The second example relates to science. Over 50 years ago when I was in college, I heard a number of my professors, in different contexts, make the point that somehow advances in technical knowledge were greatly outrunning the advances that were made in how to deal with the moral and ethical human issues that followed in their wake. And surely that same problem exists today, and promises to become even more prominent in the future. We are really poised on the edge of an enormous revolution in human biology and genetics. Many of the advances being made already (on stem cells, for example), or that will be made in the future (cloning, genetic engineering), are going to raise tremendous ethical problems. One fascinating issue came to light when some very wealthy people came to Ivy League colleges and offered large sums of money for the eggs of Amazons, who had to be blonde, have SAT scores over 700, and be competent athletes. Wasn’t there something a little bit creepy about donating your eggs in return for large sums of money and somehow ceasing to have any further responsibility for the results?
These kinds of sensitive and difficult problems are likely to arise with increasing frequency as biologists continue their work. In James Watson’s latest book, he predicts that within 15 years we are going to find that there are indeed genetically-based racial differences in intelligence. There are responsible and able scientists who disagree with him but, should such a thing come to pass, the question will be: What can we do as ethicists to engage scientists about those questions? In an institution that does not always achieve standards of objectivity or the greatest possible freedom from political correctness or liberal bias, can we really create a forum in which issues of that degree of volatility and incendiary quality can be discussed in a careful and rational way? I hope so.
But these are only very tentative thoughts about the continuing frontier and opportunity for the kind of work that the Center nourishes. They are only thoughts along the way toward restoring the Greek ideal of placing ethics at the center of education, where I deeply believe it ought to be. We hear a lot about the revitalization of the humanities. I would suggest this Center is already a model of revitalized humanities and a model of what philosophy could contribute to a humane education and to a principled community.

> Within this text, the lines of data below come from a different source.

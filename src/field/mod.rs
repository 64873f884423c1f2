//! Fields: tensor-valued data on a [`Space`].
//!
//! A field keeps both a coefficient and a grid buffer together with a
//! cache state saying which of them is current. Reading one
//! representation transforms lazily from the other; mutating one
//! invalidates the other.

mod layout;
mod space;

pub use layout::{
    ball_offset, coeff_len, grid_axes, grid_len, n_components, sigma_of, sphere_offset, to_coeff, to_grid,
};
pub use space::{CartesianSpace, Space};

pub(crate) use layout::map_axis;

use crate::basis::Dtype;
use crate::error::{BasisError, FieldError};
use num_complex::Complex64;
use parking_lot::RwLock;
use std::sync::Arc;

/// Shared handle to a field, used by expressions, problems and solvers.
pub type FieldRef = Arc<RwLock<Field>>;

/// Which buffers of a field hold current data.
#[derive(Clone, Copy, Debug, PartialEq, Eq)]
pub enum CacheState {
    Coeff,
    Grid,
    Both,
}

/// Tensor field on a space.
#[derive(Clone, Debug)]
pub struct Field {
    name: String,
    space: Space,
    rank: usize,
    coeff: Vec<Complex64>,
    grid: Vec<Complex64>,
    state: CacheState,
}

impl Field {
    /// A zero field of the given tensor rank.
    pub fn new(name: impl Into<String>, space: Space, rank: usize) -> Result<Self, FieldError> {
        let coeff = vec![Complex64::new(0.0, 0.0); coeff_len(&space, rank)?];
        let grid = vec![Complex64::new(0.0, 0.0); grid_len(&space, rank)?];
        Ok(Self {
            name: name.into(),
            space,
            rank,
            coeff,
            grid,
            state: CacheState::Both,
        })
    }

    pub fn scalar(name: impl Into<String>, space: Space) -> Result<Self, FieldError> {
        Self::new(name, space, 0)
    }

    pub fn vector(name: impl Into<String>, space: Space) -> Result<Self, FieldError> {
        Self::new(name, space, 1)
    }

    /// A scalar field with constant value on `space`.
    pub fn constant(space: Space, value: f64) -> Result<Self, FieldError> {
        let mut f = Self::scalar(format!("{value}"), space)?;
        f.grid.fill(Complex64::new(value, 0.0));
        f.state = CacheState::Grid;
        Ok(f)
    }

    /// Wrap into a shared handle.
    pub fn into_ref(self) -> FieldRef {
        Arc::new(RwLock::new(self))
    }

    pub fn name(&self) -> &str {
        &self.name
    }

    pub fn set_name(&mut self, name: impl Into<String>) {
        self.name = name.into();
    }

    pub fn space(&self) -> &Space {
        &self.space
    }

    pub fn rank(&self) -> usize {
        self.rank
    }

    pub fn dtype(&self) -> Dtype {
        self.space.dtype()
    }

    pub fn n_components(&self) -> usize {
        n_components(&self.space, self.rank)
    }

    pub fn state(&self) -> CacheState {
        self.state
    }

    /// Make the coefficient buffer current.
    pub fn require_coeff_space(&mut self) -> Result<(), FieldError> {
        if self.state == CacheState::Grid {
            self.coeff = to_coeff(&self.space, self.rank, &self.grid)?;
            self.state = CacheState::Both;
        }
        Ok(())
    }

    /// Make the grid buffer current.
    pub fn require_grid_space(&mut self) -> Result<(), FieldError> {
        if self.state == CacheState::Coeff {
            self.grid = to_grid(&self.space, self.rank, &self.coeff)?;
            self.state = CacheState::Both;
        }
        Ok(())
    }

    pub fn coeff(&mut self) -> Result<&[Complex64], FieldError> {
        self.require_coeff_space()?;
        Ok(&self.coeff)
    }

    pub fn grid(&mut self) -> Result<&[Complex64], FieldError> {
        self.require_grid_space()?;
        Ok(&self.grid)
    }

    /// Current coefficients, transforming if needed; the grid is invalidated.
    pub fn coeff_mut(&mut self) -> Result<&mut [Complex64], FieldError> {
        self.require_coeff_space()?;
        self.state = CacheState::Coeff;
        Ok(&mut self.coeff)
    }

    /// Current grid values, transforming if needed; coefficients are invalidated.
    pub fn grid_mut(&mut self) -> Result<&mut [Complex64], FieldError> {
        self.require_grid_space()?;
        self.state = CacheState::Grid;
        Ok(&mut self.grid)
    }

    /// Read-only coefficients when they are current.
    pub fn coeff_if_current(&self) -> Option<&[Complex64]> {
        (self.state != CacheState::Grid).then_some(self.coeff.as_slice())
    }

    fn check_len(&self, context: &'static str, expected: usize, actual: usize) -> Result<(), FieldError> {
        if expected != actual {
            return Err(BasisError::ShapeMismatch {
                context,
                expected,
                actual,
            }
            .into());
        }
        Ok(())
    }

    pub fn set_coeff(&mut self, values: Vec<Complex64>) -> Result<(), FieldError> {
        self.check_len("set_coeff", self.coeff.len(), values.len())?;
        self.coeff = values;
        self.state = CacheState::Coeff;
        Ok(())
    }

    pub fn set_grid(&mut self, values: Vec<Complex64>) -> Result<(), FieldError> {
        self.check_len("set_grid", self.grid.len(), values.len())?;
        self.grid = values;
        self.state = CacheState::Grid;
        Ok(())
    }

    /// Set real grid values from a function of (component, point).
    ///
    /// Points are Cartesian coordinates in axis order, or (φ, θ, r) in the
    /// ball and (φ, θ) on a sphere. Constant axes pass `NaN`.
    pub fn set_grid_fn(&mut self, f: impl Fn(usize, &[f64]) -> f64) -> Result<(), FieldError> {
        let axes = grid_axes(&self.space);
        let per: usize = axes.iter().map(Vec::len).product();
        let mut values = Vec::with_capacity(per * self.n_components());
        let mut point = vec![0.0; axes.len()];
        for comp in 0..self.n_components() {
            for flat in 0..per {
                let mut rem = flat;
                for (a, ax) in axes.iter().enumerate().rev() {
                    point[a] = ax[rem % ax.len()];
                    rem /= ax.len();
                }
                values.push(Complex64::new(f(comp, &point), 0.0));
            }
        }
        self.set_grid(values)
    }

    /// Real parts of the grid values.
    pub fn grid_real(&mut self) -> Result<Vec<f64>, FieldError> {
        Ok(self.grid()?.iter().map(|v| v.re).collect())
    }

    /// Project onto the representable real subspace by a grid round trip.
    ///
    /// For real data the grid transform drops imaginary parts, so the
    /// coefficients come back with exact conjugate symmetry.
    pub fn enforce_hermitian_symmetry(&mut self) -> Result<(), FieldError> {
        if self.dtype() != Dtype::Real {
            return Ok(());
        }
        self.require_coeff_space()?;
        self.grid = to_grid(&self.space, self.rank, &self.coeff)?;
        self.state = CacheState::Grid;
        self.require_coeff_space()
    }

    /// Grid data of this field broadcast onto `target`.
    pub fn broadcast_grid(&mut self, target: &Space) -> Result<Vec<Complex64>, FieldError> {
        if self.space.same_grid(target) {
            return Ok(self.grid()?.to_vec());
        }
        let (src, dst) = match (&self.space, target) {
            (Space::Cartesian(a), Space::Cartesian(b)) if a.embeds_in(b) => (a.grid_shape(), b.grid_shape()),
            _ => {
                return Err(FieldError::IncompatibleSpace {
                    name: self.name.clone(),
                    reason: format!("cannot broadcast {} onto {}", self.space.kind(), target.kind()),
                });
            }
        };
        let ncomp = self.n_components();
        let grid = self.grid()?;
        let per_src: usize = src.iter().product();
        let per_dst: usize = dst.iter().product();
        let mut out = Vec::with_capacity(ncomp * per_dst);
        for comp in 0..ncomp {
            for flat in 0..per_dst {
                let mut rem = flat;
                let mut idx = 0;
                let mut stride = 1;
                for a in (0..dst.len()).rev() {
                    let i = rem % dst[a];
                    rem /= dst[a];
                    if src[a] > 1 {
                        idx += i * stride;
                    }
                    stride *= src[a];
                }
                out.push(grid[comp * per_src + idx]);
            }
        }
        Ok(out)
    }

    /// A copy of this field broadcast onto `target`.
    pub fn broadcast_to(&mut self, target: &Space) -> Result<Field, FieldError> {
        let grid = self.broadcast_grid(target)?;
        let mut out = Field::new(self.name.clone(), target.clone(), self.rank)?;
        out.set_grid(grid)?;
        Ok(out)
    }

    /// Copy data and state from a field on the same space.
    pub fn assign(&mut self, other: &Field) -> Result<(), FieldError> {
        if !self.space.same_grid(&other.space) || self.rank != other.rank {
            return Err(FieldError::IncompatibleSpace {
                name: self.name.clone(),
                reason: format!("cannot assign from '{}'", other.name),
            });
        }
        self.coeff.clone_from(&other.coeff);
        self.grid.clone_from(&other.grid);
        self.state = other.state;
        Ok(())
    }
}

#[cfg(test)]
mod tests {
    use super::*;
    use crate::basis::{CartesianCoordinates, FourierBasis, JacobiBasis};

    fn spaces() -> (Space, Space) {
        let c = CartesianCoordinates::new(&["x", "y"]);
        let x = FourierBasis::real(c.coord(0).clone(), 8, (0.0, 2.0 * std::f64::consts::PI), 1.5).unwrap();
        let y = JacobiBasis::chebyshev(c.coord(1).clone(), 6, (0.0, 1.0), 1.5).unwrap();
        let full = CartesianSpace::new(c, Dtype::Real, vec![Some(x.into()), Some(y.into())]).unwrap();
        let edge = full.restrict(1);
        (Space::Cartesian(full), Space::Cartesian(edge))
    }

    #[test]
    fn test_cache_transitions() {
        let (full, _) = spaces();
        let mut f = Field::scalar("u", full).unwrap();
        f.set_grid_fn(|_, p| p[0].cos() * p[1]).unwrap();
        assert_eq!(f.state(), CacheState::Grid);
        f.require_coeff_space().unwrap();
        assert_eq!(f.state(), CacheState::Both);
        f.coeff_mut().unwrap()[0] = Complex64::new(1.0, 0.0);
        assert_eq!(f.state(), CacheState::Coeff);
        assert!(f.coeff_if_current().is_some());
        f.grid().unwrap();
        assert_eq!(f.state(), CacheState::Both);
    }

    #[test]
    fn test_grid_round_trip_preserves_values() {
        let (full, _) = spaces();
        let mut f = Field::scalar("u", full).unwrap();
        f.set_grid_fn(|_, p| (2.0 * p[0]).sin() * (1.0 - p[1] * p[1])).unwrap();
        let before = f.grid_real().unwrap();
        f.require_coeff_space().unwrap();
        f.coeff_mut().unwrap();
        let after = f.grid_real().unwrap();
        for (a, b) in before.iter().zip(&after) {
            assert!((a - b).abs() < 1e-12);
        }
    }

    #[test]
    fn test_broadcast_edge_field() {
        let (full, edge) = spaces();
        let mut g = Field::scalar("g", edge).unwrap();
        g.set_grid_fn(|_, p| (3.0 * p[0]).cos()).unwrap();
        let mut b = g.broadcast_to(&full).unwrap();
        let axes = grid_axes(&full);
        let values = b.grid_real().unwrap();
        let ny = axes[1].len();
        for (i, x) in axes[0].iter().enumerate() {
            for j in 0..ny {
                assert!((values[i * ny + j] - (3.0 * x).cos()).abs() < 1e-12);
            }
        }
        assert!(Field::scalar("u", full).unwrap().broadcast_to(&spaces().1).is_err());
    }

    #[test]
    fn test_hermitian_enforcement_zeroes_mean_imaginary_part() {
        let (full, _) = spaces();
        let mut f = Field::scalar("u", full).unwrap();
        f.coeff_mut().unwrap()[0] = Complex64::new(1.0, 0.5);
        f.enforce_hermitian_symmetry().unwrap();
        assert!(f.coeff().unwrap()[0].im.abs() < 1e-14);
        assert!((f.coeff().unwrap()[0].re - 1.0).abs() < 1e-12);
    }

    #[test]
    fn test_set_coeff_length_checked() {
        let (full, _) = spaces();
        let mut f = Field::scalar("u", full).unwrap();
        assert!(f.set_coeff(vec![Complex64::new(0.0, 0.0); 3]).is_err());
    }
}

So looking back at my years of presiding over Harvard, it really is quite honestly hard for me to think of anything that I am prouder of than the work that Dennis and many of the rest of you in this room have done, to take an idea and turn it into a living and significant reality. It reminds me of something I sometimes lose track of, which is why sensible people undertake academic administration in the first place. It is, I think, to savor evenings like this, when we can point to real intellectual progress toward goals that are demonstrably worthwhile. So I leave you tonight with the thought that my cup runneth over when I think of the humble beginnings and the initial frustrations and all that has come to pass since then. I thank Dennis particularly. I thank all of you who have helped to make this moment possible. Thank you.